■ ENTRIES SHOWN ■
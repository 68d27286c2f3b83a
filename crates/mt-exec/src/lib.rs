//! mt-exec - Query execution for Modeltable
//!
//! A parsed SELECT is lowered into a [`Plan`], its FROM-clause
//! relations are bound by the [`Resolver`] (tables, inlined views,
//! predictors pinned to a version, project system tables), and the
//! [`Executor`] evaluates the plan bottom-up over fully materialized row
//! batches. [`QueryEngine`] ties these together behind `execute_sql`.

pub mod engine;
pub mod error;
pub mod executor;
pub mod lowering;
pub mod plan;
pub mod resolver;
pub mod system;

pub use engine::QueryEngine;
pub use error::{ExecError, ExecResult};
pub use executor::Executor;
pub use lowering::lower_statement;
pub use plan::{Expr, JoinKind, Plan, RelationRef, ScanSource};
pub use resolver::{Resolved, Resolver};
pub use system::SystemTable;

■ WHAT IS EXPECTED ■
Starting at the line that contains "pub mod resolver;", write out every line to the end of the entries, exactly as given.

■ SOLUTION FOR THIS TASK ■
pub mod resolver;
pub mod system;

pub use engine::QueryEngine;
pub use error::{ExecError, ExecResult};
pub use executor::Executor;
pub use lowering::lower_statement;
pub use plan::{Expr, JoinKind, Plan, RelationRef, ScanSource};
pub use resolver::{Resolved, Resolver};
pub use system::SystemTable;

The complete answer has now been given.